Dataset entries:
☆ ☆ ☆ ☆
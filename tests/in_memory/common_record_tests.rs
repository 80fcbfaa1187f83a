//! In-memory integration tests for the common-record path.

use super::helpers::{COMMON_TOKENS, Harness, harness};
use rstest::rstest;
use serde_json::json;
use toolvault::common_record::domain::Sensitivity;
use toolvault::gateway::GatewayError;

#[rstest]
#[tokio::test(flavor = "multi_thread")]
async fn sensitive_record_without_token_is_unauthorized(harness: Harness) {
    let result = harness
        .gateway
        .store_common_record("reports_tool", 1, None, json!({"rows": 3}))
        .await;

    assert!(matches!(result, Err(GatewayError::Unauthorized(_))));
    assert_eq!(result.map_err(|err| err.status()).err(), Some(401));
    assert!(harness.common.all().expect("probe should succeed").is_empty());
}

#[rstest]
#[tokio::test(flavor = "multi_thread")]
async fn sensitive_record_with_token_is_appended(harness: Harness) {
    let stored = harness
        .gateway
        .store_common_record(
            "reports_tool",
            1,
            COMMON_TOKENS.first().copied(),
            json!({"rows": 3}),
        )
        .await
        .expect("store should succeed");

    assert_eq!(stored.sensitive, Sensitivity::Sensitive);
    let all = harness.common.all().expect("probe should succeed");
    assert_eq!(all, vec![stored]);
}

#[rstest]
#[tokio::test(flavor = "multi_thread")]
async fn public_records_need_no_token(harness: Harness) {
    harness
        .gateway
        .store_common_record("reports_tool", 0, None, json!({"rows": 1}))
        .await
        .expect("public store should succeed");
    harness
        .gateway
        .store_common_record("reports_tool", 0, Some("not-a-token"), json!({"rows": 2}))
        .await
        .expect("token is ignored for public records");

    assert_eq!(harness.common.all().expect("probe should succeed").len(), 2);
}

#[rstest]
#[case(2, json!({"rows": 1}))]
#[case(0, json!("not an object"))]
#[tokio::test(flavor = "multi_thread")]
async fn malformed_common_records_are_rejected(
    harness: Harness,
    #[case] sensitive: i64,
    #[case] data: serde_json::Value,
) {
    let result = harness
        .gateway
        .store_common_record("reports_tool", sensitive, None, data)
        .await;
    assert!(matches!(result, Err(GatewayError::Validation(_))));
}

#[rstest]
#[tokio::test(flavor = "multi_thread")]
async fn common_records_are_independent_of_the_registry(harness: Harness) {
    harness
        .gateway
        .store_common_record("survey", 0, None, json!({"note": "unregistered"}))
        .await
        .expect("store should succeed");

    assert!(matches!(
        harness.gateway.describe_tool("survey").await,
        Err(GatewayError::NotFound(_))
    ));
    assert!(
        !harness
            .tables
            .contains_relation("tool_survey")
            .expect("probe should succeed")
    );
}

#[rstest]
#[tokio::test(flavor = "multi_thread")]
async fn listing_filters_by_tool_and_paginates(harness: Harness) {
    for index in 0..15 {
        harness
            .gateway
            .store_common_record("reports_tool", 0, None, json!({"index": index}))
            .await
            .expect("store should succeed");
    }
    harness
        .gateway
        .store_common_record("other_tool", 0, None, json!({"index": 99}))
        .await
        .expect("store should succeed");

    let first_page = harness
        .gateway
        .list_common_records("reports_tool", None, None)
        .await
        .expect("list should succeed");
    assert_eq!(first_page.len(), 10);
    assert!(
        first_page
            .iter()
            .all(|record| record.tool_name.as_str() == "reports_tool")
    );

    let rest = harness
        .gateway
        .list_common_records("reports_tool", Some(50), Some(10))
        .await
        .expect("list should succeed");
    assert_eq!(rest.len(), 5);
}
☆ ☆ ☆ ☆
__Description of the task__: All of the entries above, written out exactly, make up the reply.

__Written response__:
filename tests/in_memory/common_record_tests.rs
repository 80fcbfaa1187f83a
//! In-memory integration tests for the common-record path.

use super::helpers::{COMMON_TOKENS, Harness, harness};
use rstest::rstest;
use serde_json::json;
use toolvault::common_record::domain::Sensitivity;
use toolvault::gateway::GatewayError;

#[rstest]
#[tokio::test(flavor = "multi_thread")]
async fn sensitive_record_without_token_is_unauthorized(harness: Harness) {
    let result = harness
        .gateway
        .store_common_record("reports_tool", 1, None, json!({"rows": 3}))
        .await;

    assert!(matches!(result, Err(GatewayError::Unauthorized(_))));
    assert_eq!(result.map_err(|err| err.status()).err(), Some(401));
    assert!(harness.common.all().expect("probe should succeed").is_empty());
}

#[rstest]
#[tokio::test(flavor = "multi_thread")]
async fn sensitive_record_with_token_is_appended(harness: Harness) {
    let stored = harness
        .gateway
        .store_common_record(
            "reports_tool",
            1,
            COMMON_TOKENS.first().copied(),
            json!({"rows": 3}),
        )
        .await
        .expect("store should succeed");

    assert_eq!(stored.sensitive, Sensitivity::Sensitive);
    let all = harness.common.all().expect("probe should succeed");
    assert_eq!(all, vec![stored]);
}

#[rstest]
#[tokio::test(flavor = "multi_thread")]
async fn public_records_need_no_token(harness: Harness) {
    harness
        .gateway
        .store_common_record("reports_tool", 0, None, json!({"rows": 1}))
        .await
        .expect("public store should succeed");
    harness
        .gateway
        .store_common_record("reports_tool", 0, Some("not-a-token"), json!({"rows": 2}))
        .await
        .expect("token is ignored for public records");

    assert_eq!(harness.common.all().expect("probe should succeed").len(), 2);
}

#[rstest]
#[case(2, json!({"rows": 1}))]
#[case(0, json!("not an object"))]
#[tokio::test(flavor = "multi_thread")]
async fn malformed_common_records_are_rejected(
    harness: Harness,
    #[case] sensitive: i64,
    #[case] data: serde_json::Value,
) {
    let result = harness
        .gateway
        .store_common_record("reports_tool", sensitive, None, data)
        .await;
    assert!(matches!(result, Err(GatewayError::Validation(_))));
}

#[rstest]
#[tokio::test(flavor = "multi_thread")]
async fn common_records_are_independent_of_the_registry(harness: Harness) {
    harness
        .gateway
        .store_common_record("survey", 0, None, json!({"note": "unregistered"}))
        .await
        .expect("store should succeed");

    assert!(matches!(
        harness.gateway.describe_tool("survey").await,
        Err(GatewayError::NotFound(_))
    ));
    assert!(
        !harness
            .tables
            .contains_relation("tool_survey")
            .expect("probe should succeed")
    );
}

#[rstest]
#[tokio::test(flavor = "multi_thread")]
async fn listing_filters_by_tool_and_paginates(harness: Harness) {
    for index in 0..15 {
        harness
            .gateway
            .store_common_record("reports_tool", 0, None, json!({"index": index}))
            .await
            .expect("store should succeed");
    }
    harness
        .gateway
        .store_common_record("other_tool", 0, None, json!({"index": 99}))
        .await
        .expect("store should succeed");

    let first_page = harness
        .gateway
        .list_common_records("reports_tool", None, None)
        .await
        .expect("list should succeed");
    assert_eq!(first_page.len(), 10);
    assert!(
        first_page
            .iter()
            .all(|record| record.tool_name.as_str() == "reports_tool")
    );

    let rest = harness
        .gateway
        .list_common_records("reports_tool", Some(50), Some(10))
        .await
        .expect("list should succeed");
    assert_eq!(rest.len(), 5);
}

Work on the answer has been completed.